Entretien

« Chacun doit prendre ses responsabilités »

Jeudi soir, la commission de discipline de la LFP a décidé de placer en instruction le dossier des incidents de Nice – Bastia, et de prononcer la fermeture provisoire de la Populaire Sud à titre conservatoire. La tribune sera ainsi fermée au public lors des prochaines réceptions de Metz et de Lyon, la semaine prochaine. Après avoir attendu le passage devant les instances pour communiquer, Jean-Pierre Rivère rompt le silence qu’il s’était imposé pour livrer son sentiment sur les événements. Sans s’exonérer des siennes, le club en appelle au sens des responsabilités de toutes les parties.

 

Comment accueillez-vous ces mesures conservatoires ?

Cela aurait pu être plus lourd encore, considérant que cela aurait pu s’appliquer à l’ensemble du stade avec un huis clos. C’est le signe que nous avons été entendus aujourd’hui et que la commission a compris notre état d’esprit. Ce sont des mesures provisoires en attendant l’examen sur le fond, on attendra donc la sanction définitive pour commenter.

Ces incidents, dont nous sommes victimes, engagent des responsabilités pour le club. Nous les assumons. Mais nous ne sommes pas seuls.

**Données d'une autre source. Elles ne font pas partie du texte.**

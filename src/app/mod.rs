use std::io::Stdout;
use std::path::PathBuf;
use std::sync::Arc;
use std::time::Duration;

use anyhow::{Context, Result};
use crossterm::event::{
    self, DisableMouseCapture, EnableMouseCapture, Event, KeyCode, KeyEvent, KeyEventKind,
    KeyModifiers,
};
use crossterm::execute;
use crossterm::terminal::{
    disable_raw_mode, enable_raw_mode, EnterAlternateScreen, LeaveAlternateScreen,
};
use ratatui::backend::CrosstermBackend;
use ratatui::widgets::TableState;
use ratatui::Terminal;

use crate::config::AppConfig;
use crate::query::Category;
use crate::repository::Repository;
use crate::ui;

pub mod state;

pub use state::{AppState, CategoryPicker, SearchState};

const PAGE: isize = 10;

enum Action {
    Quit,
    SelectNext,
    SelectPrevious,
    PageDown,
    PageUp,
    SelectFirst,
    SelectLast,
    StartSearch,
    PickCategory,
    CycleSort,
    ToggleOrder,
    Reload,
}

/// Terminal front-end. Every repository call happens on the event-loop thread.
pub struct App {
    data_file: PathBuf,
    state: AppState,
    table_state: TableState,
    should_quit: bool,
    tick_rate: Duration,
}

impl App {
    pub fn new(
        config: Arc<AppConfig>,
        data_file: PathBuf,
        repo: Repository,
        category: Category,
    ) -> Self {
        let state = AppState::new(
            repo,
            category,
            config.default_sort,
            config.tui.highlight_matches,
        );
        let tick_rate = config.tui.tick_rate();
        Self {
            data_file,
            state,
            table_state: TableState::default(),
            should_quit: false,
            tick_rate,
        }
    }

    pub fn state(&self) -> &AppState {
        &self.state
    }

    pub fn run(&mut self) -> Result<()> {
        let mut terminal = setup_terminal()?;
        let result = self.event_loop(&mut terminal);
        restore_terminal(&mut terminal)?;
        result
    }

    fn event_loop(&mut self, terminal: &mut Terminal<CrosstermBackend<Stdout>>) -> Result<()> {
        loop {
            terminal
                .draw(|frame| {
                    if self.state.is_empty() {
                        self.table_state.select(None);
                    } else {
                        self.table_state.select(Some(self.state.selected));
                    }
                    ui::draw_app(frame, &self.state, &mut self.table_state);
                })
                .context("rendering frame")?;

            if self.should_quit {
                break;
            }

            if event::poll(self.tick_rate).context("polling for terminal events")? {
                match event::read().context("reading terminal event")? {
                    Event::Key(key) => self.handle_key(key),
                    Event::Resize(_, _) => {
                        // next draw picks up the new size
                    }
                    _ => {}
                }
            }
        }
        Ok(())
    }

    fn handle_key(&mut self, key: KeyEvent) {
        if key.kind != KeyEventKind::Press {
            return;
        }
        let plain = !key
            .modifiers
            .intersects(KeyModifiers::CONTROL | KeyModifiers::ALT | KeyModifiers::SUPER);

        if self.state.picker.is_some() {
            match key.code {
                KeyCode::Esc => self.state.close_category_picker(),
                KeyCode::Enter => self.state.apply_picker(),
                KeyCode::Char('j') | KeyCode::Down => self.state.picker_move(1),
                KeyCode::Char('k') | KeyCode::Up => self.state.picker_move(-1),
                KeyCode::PageDown => self.state.picker_move(PAGE),
                KeyCode::PageUp => self.state.picker_move(-PAGE),
                _ => {}
            }
            return;
        }

        if self.state.search.active {
            match key.code {
                KeyCode::Esc => {
                    self.state.cancel_search();
                    return;
                }
                KeyCode::Enter => {
                    self.state.finish_search();
                    return;
                }
                KeyCode::Backspace => {
                    self.state.pop_search_char();
                    return;
                }
                KeyCode::Char(ch) if plain => {
                    self.state.push_search_char(ch);
                    return;
                }
                _ => {}
            }
        }

        let action = match key.code {
            KeyCode::Char('c') if key.modifiers.contains(KeyModifiers::CONTROL) => {
                Some(Action::Quit)
            }
            KeyCode::Char('r') if key.modifiers.contains(KeyModifiers::CONTROL) => {
                Some(Action::Reload)
            }
            KeyCode::Char('q') if plain => Some(Action::Quit),
            KeyCode::Char('j') | KeyCode::Down => Some(Action::SelectNext),
            KeyCode::Char('k') | KeyCode::Up => Some(Action::SelectPrevious),
            KeyCode::PageDown => Some(Action::PageDown),
            KeyCode::PageUp => Some(Action::PageUp),
            KeyCode::Char('g') | KeyCode::Home => Some(Action::SelectFirst),
            KeyCode::Char('G') | KeyCode::End => Some(Action::SelectLast),
            KeyCode::Char('/') if plain => Some(Action::StartSearch),
            KeyCode::Char('c') if plain => Some(Action::PickCategory),
            KeyCode::Char('s') if plain => Some(Action::CycleSort),
            KeyCode::Char('o') if plain => Some(Action::ToggleOrder),
            _ => None,
        };

        if let Some(action) = action {
            self.handle_action(action);
        }
    }

    fn handle_action(&mut self, action: Action) {
        match action {
            Action::Quit => self.should_quit = true,
            Action::SelectNext => self.state.move_selection(1),
            Action::SelectPrevious => self.state.move_selection(-1),
            Action::PageDown => self.state.move_selection(PAGE),
            Action::PageUp => self.state.move_selection(-PAGE),
            Action::SelectFirst => self.state.select_first(),
            Action::SelectLast => self.state.select_last(),
            Action::StartSearch => self.state.begin_search(),
            Action::PickCategory => self.state.open_category_picker(),
            Action::CycleSort => {
                let key = self.state.cycle_sort_key();
                self.state.set_status_message(Some(format!("排序: {key}")));
            }
            Action::ToggleOrder => {
                self.state.toggle_direction();
                let direction = self.state.sort_spec().direction;
                self.state.set_status_message(Some(format!("顺序: {direction}")));
            }
            Action::Reload => self.handle_reload(),
        }
    }

    fn handle_reload(&mut self) {
        match self.state.reload(&self.data_file) {
            Ok(report) => {
                self.state.set_status_message(Some(format!(
                    "Reloaded {} ({} skipped)",
                    self.data_file.display(),
                    report.skipped
                )));
            }
            Err(err) => {
                tracing::error!(?err, "failed to reload problem listing");
                self.state
                    .set_status_message(Some(format!("加载失败: {err}")));
            }
        }
    }
}

fn setup_terminal() -> Result<Terminal<CrosstermBackend<Stdout>>> {
    enable_raw_mode().context("enabling raw mode")?;
    let mut stdout = std::io::stdout();
    execute!(stdout, EnterAlternateScreen, EnableMouseCapture)
        .context("switching to alternate screen")?;
    let backend = CrosstermBackend::new(stdout);
    let mut terminal = Terminal::new(backend).context("creating terminal backend")?;
    terminal.hide_cursor().context("hiding cursor")?;
    Ok(terminal)
}

fn restore_terminal(terminal: &mut Terminal<CrosstermBackend<Stdout>>) -> Result<()> {
    terminal.show_cursor().ok();
    disable_raw_mode().context("disabling raw mode")?;
    execute!(
        terminal.backend_mut(),
        LeaveAlternateScreen,
        DisableMouseCapture
    )
    .context("restoring screen state")?;
    Ok(())
}
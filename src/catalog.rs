//! Fixed menus offered to the presentation layer.

use strum::IntoEnumIterator;

use crate::parser::ListingLayout;
use crate::query::{Category, SortKey};

pub const TAGS: &[&str] = &[
    "数组", "字符串", "哈希表", "数学", "动态规划", "排序",
    "贪心", "深度优先搜索", "二分查找", "数据库", "树",
    "位运算", "矩阵", "广度优先搜索", "双指针", "前缀和",
    "堆（优先队列）", "二叉树", "模拟", "栈", "图", "计数",
    "滑动窗口", "设计", "枚举", "回溯", "链表", "并查集",
    "数论", "有序集合", "线段树", "单调栈", "分治", "字典树",
    "递归", "组合数学", "状态压缩", "队列", "二叉搜索树",
    "几何", "记忆化搜索", "树状数组", "哈希函数", "拓扑排序",
    "最短路", "字符串匹配", "滚动哈希", "博弈", "数据流",
    "交互", "单调队列", "脑筋急转弯", "双向链表", "归并排序",
    "随机化", "快速选择", "计数排序", "迭代器", "概率与统计",
    "多线程", "扫描线", "后缀数组", "桶排序", "最小生成树",
    "Shell", "水塘抽样", "强连通分量", "欧拉回路", "基数排序",
    "双连通分量", "拒绝采样",
];

/// Built-in categories followed by every catalogued tag, in menu order.
pub fn categories() -> Vec<Category> {
    Category::builtin()
        .into_iter()
        .chain(TAGS.iter().map(|tag| Category::Tag((*tag).to_string())))
        .collect()
}

pub fn category_names() -> Vec<String> {
    categories().iter().map(ToString::to_string).collect()
}

/// Sort keys that make sense for listings in `layout`.
pub fn sort_keys(layout: ListingLayout) -> Vec<SortKey> {
    SortKey::iter().filter(|key| key.applies_to(layout)).collect()
}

Nous espérons que chacun prendra ses responsabilités dans ce dossier.
 

Ce n'est pas le cas ?

En ce qui nous concerne, oui. Depuis le premier jour, nous avons toujours dit que nous n’accepterions jamais de la violence dans un stade. Il y a des règles que nous devons respecter. L'une d'elles : la pelouse appartient aux joueurs et aux arbitres. Et les tribunes, aux supporters. Un envahissement du terrain, c'est inacceptable. 

Bien évidemment que le club va se retrouver en difficulté. Il va être pénalisé et nos supporters aussi. Ca me désole. Nous avons la chance d'avoir un public formidable, capable de soutenir son équipe de la première à la dernière minute quel que soit le score. Et quelques uns aujourd'hui vont pénaliser tout un stade ou toute une tribune. Ce n'est pas normal.

 

4 jours après, quel est votre sentiment à froid sur ce qui s'est produit face à Bastia ?

Le rôle d'un dirigeant et de tous ceux qui travaillent à l'OGC Nice au quotidien c'est de faire grandir le club, dans tous les domaines, dont l'image. On se dit qu'on aurait pu passer un super week-end avec une victoire, être dans le top 5-6 et on se retrouve avec un petit cauchemar. On a fait un grand pas en arrière en quelques secondes. C'est un sentiment un peu amer.

Le club va être montré du doigt, subir des sanctions très lourdes. Y compris économiquement. Ca va nous coûter beaucoup d'argent. Quand vous voulez attirer des sponsors, c'est aussi par l'image. On ne se rend pas compte qu'après un événement comme celui-là, remonter la pente prend beaucoup de temps. 

 

Ces mesures conservatoires vont toucher directement des milliers de supporters du Gym...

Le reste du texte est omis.